The fundamental divide between the Labour splitters is over the new party that will emerge, the sources said. Several MPs including Chris Leslie and ringleader Chuka Umunna hope to be at the forefront of a new centrist party modelled on Angela Merkels Christian Democratic Union and Emmanuel Macrons En Marche.
The Leslie-Umunna faction is being challenged by a rival splinter group led by a number of former advisers to Tony Blair, including his former chief of staff Jonathan Powell and speechwriter Philip Collins, who have been holding meetings with the aim of forming their own party.
https://www.buzzfeed.com/alexwickham/30-mps-labour-independent-group
T_i_B
(14,806 posts)....of the "centrist" bit of the political spectrum becoming like the People's Front of Judea scene in Life of Brian. I fully sympathise with people leaving the 2 main parties, but there is still a need for politicians to work together.
Denzil_DC
(8,030 posts)Last edited Fri Feb 22, 2019, 10:50 AM - Edit history (1)
The splitters come pre-split!
I think this was the danger of identifying as a "group" (let alone a party in the making) so early on. It seems like a tactic that might have worked with the larger numbers originally envisaged (assuming the article I quoted above is right), though the predominance of ex-Labour figures would likely have put off joiners from any other parties, but is in danger of proving a damp squib that could occupy ground that might be better occupied by different initiatives.

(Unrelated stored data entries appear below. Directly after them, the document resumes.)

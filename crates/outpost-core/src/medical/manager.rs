//! Registry of medical stations and death records for one settlement.
//!
//! Passed explicitly into scheduling and task contexts — there is no global
//! instance.

use hecs::Entity;
use serde::{Deserialize, Serialize};

use super::complaint::ComplaintType;
use super::death::DeathInfo;
use super::station::{MedicalStation, ProblemRef};

/// Index of a station in the registry.
#[derive(Debug, Clone, Copy, PartialEq, Eq, Hash, Serialize, Deserialize)]
pub struct StationId(pub usize);

/// Index of a death record in the registry.
#[derive(Debug, Clone, Copy, PartialEq, Eq, Hash, Serialize, Deserialize)]
pub struct DeathId(pub usize);

/// All shared medical state for a settlement.
#[derive(Debug, Default)]
pub struct MedicalManager {
    stations: Vec<MedicalStation>,
    deaths: Vec<DeathInfo>,
}

impl MedicalManager {
    pub fn new() -> Self {
        Self::default()
    }

    pub fn add_station(&mut self, station: MedicalStation) -> StationId {
        self.stations.push(station);
        StationId(self.stations.len() - 1)
    }

    pub fn station(&self, id: StationId) -> &MedicalStation {
        &self.stations[id.0]
    }

    pub fn station_mut(&mut self, id: StationId) -> &mut MedicalStation {
        &mut self.stations[id.0]
    }

    pub fn stations(&self) -> impl Iterator<Item = (StationId, &MedicalStation)> {
        self.stations
            .iter()
            .enumerate()
            .map(|(i, s)| (StationId(i), s))
    }

    pub fn station_count(&self) -> usize {
        self.stations.len()
    }

    /// First station whose capability covers the complaint. Capacity is the
    /// caller's concern.
    pub fn station_for(&self, complaint: ComplaintType) -> Option<StationId> {
        self.stations()
            .find(|(_, s)| s.can_treat(complaint))
            .map(|(id, _)| id)
    }

    /// First station that can treat the complaint and has a free bed.
    pub fn station_with_bed_for(&self, complaint: ComplaintType) -> Option<StationId> {
        self.stations()
            .find(|(_, s)| s.can_treat(complaint) && s.patient_num() < s.sick_beds())
            .map(|(id, _)| id)
    }

    /// The station currently treating any of this person's problems.
    pub fn station_treating(&self, person: Entity) -> Option<StationId> {
        self.stations()
            .find(|(_, s)| s.treating().iter().any(|p| p.person == person))
            .map(|(id, _)| id)
    }

    /// Whether a specific problem is anywhere in a treatment queue.
    pub fn is_problem_queued(&self, problem: ProblemRef) -> bool {
        self.stations.iter().any(|s| s.is_queued(problem))
    }

    /// Drop a person from every queue of every station.
    pub fn purge_person(&mut self, person: Entity) {
        for station in &mut self.stations {
            station.purge_person(person);
        }
    }

    pub fn record_death(&mut self, death: DeathInfo) -> DeathId {
        log::info!("death recorded at {:.1} millisols", death.time_of_death);
        self.deaths.push(death);
        DeathId(self.deaths.len() - 1)
    }

    pub fn death(&self, id: DeathId) -> &DeathInfo {
        &self.deaths[id.0]
    }

    pub fn death_mut(&mut self, id: DeathId) -> &mut DeathInfo {
        &mut self.deaths[id.0]
    }

    pub fn deaths(&self) -> impl Iterator<Item = (DeathId, &DeathInfo)> {
        self.deaths
            .iter()
            .enumerate()
            .map(|(i, d)| (DeathId(i), d))
    }

    /// Death records whose postmortem exam has not finished.
    pub fn pending_exams(&self) -> Vec<DeathId> {
        self.deaths()
            .filter(|(_, d)| !d.exam_done)
            .map(|(id, _)| id)
            .collect()
    }
}

#[cfg(test)]
mod tests {
    use super::*;
    use crate::medical::station::StationKind;

    fn manager_with_stations() -> MedicalManager {
        let mut m = MedicalManager::new();
        m.add_station(MedicalStation::new(
            StationKind::Building { building_id: 1 },
            1,
            1,
        ));
        m.add_station(MedicalStation::new(
            StationKind::Building { building_id: 2 },
            3,
            2,
        ));
        m
    }

    #[test]
    fn test_station_for_picks_capable() {
        let m = manager_with_stations();
        // Appendectomy needs level 3 — only the second station qualifies
        assert_eq!(
            m.station_for(ComplaintType::Appendicitis),
            Some(StationId(1))
        );
        // Suturing fits the first
        assert_eq!(m.station_for(ComplaintType::Laceration), Some(StationId(0)));
    }

    #[test]
    fn test_station_with_bed_skips_full() {
        let mut world = hecs::World::new();
        let mut m = manager_with_stations();
        let occupant = world.spawn(());
        assert!(m.station_mut(StationId(0)).try_claim_bed(occupant));
        // Level-1 station is now full; fall through to the level-3 one
        assert_eq!(
            m.station_with_bed_for(ComplaintType::Laceration),
            Some(StationId(1))
        );
    }

    #[test]
    fn test_pending_exams_excludes_done() {
        let mut world = hecs::World::new();
        let mut m = MedicalManager::new();
        let p1 = world.spawn(());
        let p2 = world.spawn(());
        let d1 = m.record_death(DeathInfo::new(p1, 10.0, ComplaintType::RupturedAppendix));
        m.record_death(DeathInfo::new(p2, 20.0, ComplaintType::RupturedAppendix));
        m.death_mut(d1).exam_done = true;
        let pending = m.pending_exams();
        assert_eq!(pending.len(), 1);
        assert_eq!(pending[0], DeathId(1));
    }
}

But with only an initial 7, then what some in the media have been projecting as a trickle of defectors over the next few weeks (shades of the trickle effect attempted when there were a number of sequential resignations in the early moves to depose Corbyn), with the possibility of much more major moves if no deal does come about, it's having a different effect. I'm glad, at least, that pressure's finally being applied to both May and Corbyn.
It might have been more effective at this stage for the IGers to resign their party whips and dare their parties to expel them, keeping their powder dry. That may be what some who haven't made any moves yet have in mind (given that the whips don't seem to be holding anyway!).
Still, the IG is going to have a place on the next BBC Question Time panel, so that may give some satisfaction to the "Leslie-Umunna faction".
I do think a big hitter with an engaging media manner like Ken Clarke making a move would create a whole new ball game (heaven help me, I'd never have envisaged seeing him as a voice of sanity). Whether he could tolerate the company and egos in the IG is another matter!
T_i_B
(14,806 posts)Not surprised by this as he is Angela Smith's husband. Up for reelection this year and by all accounts there were attempts to deselect him on account of his being in possession of an offensive wife.
Labour locally does appear to be a real mess.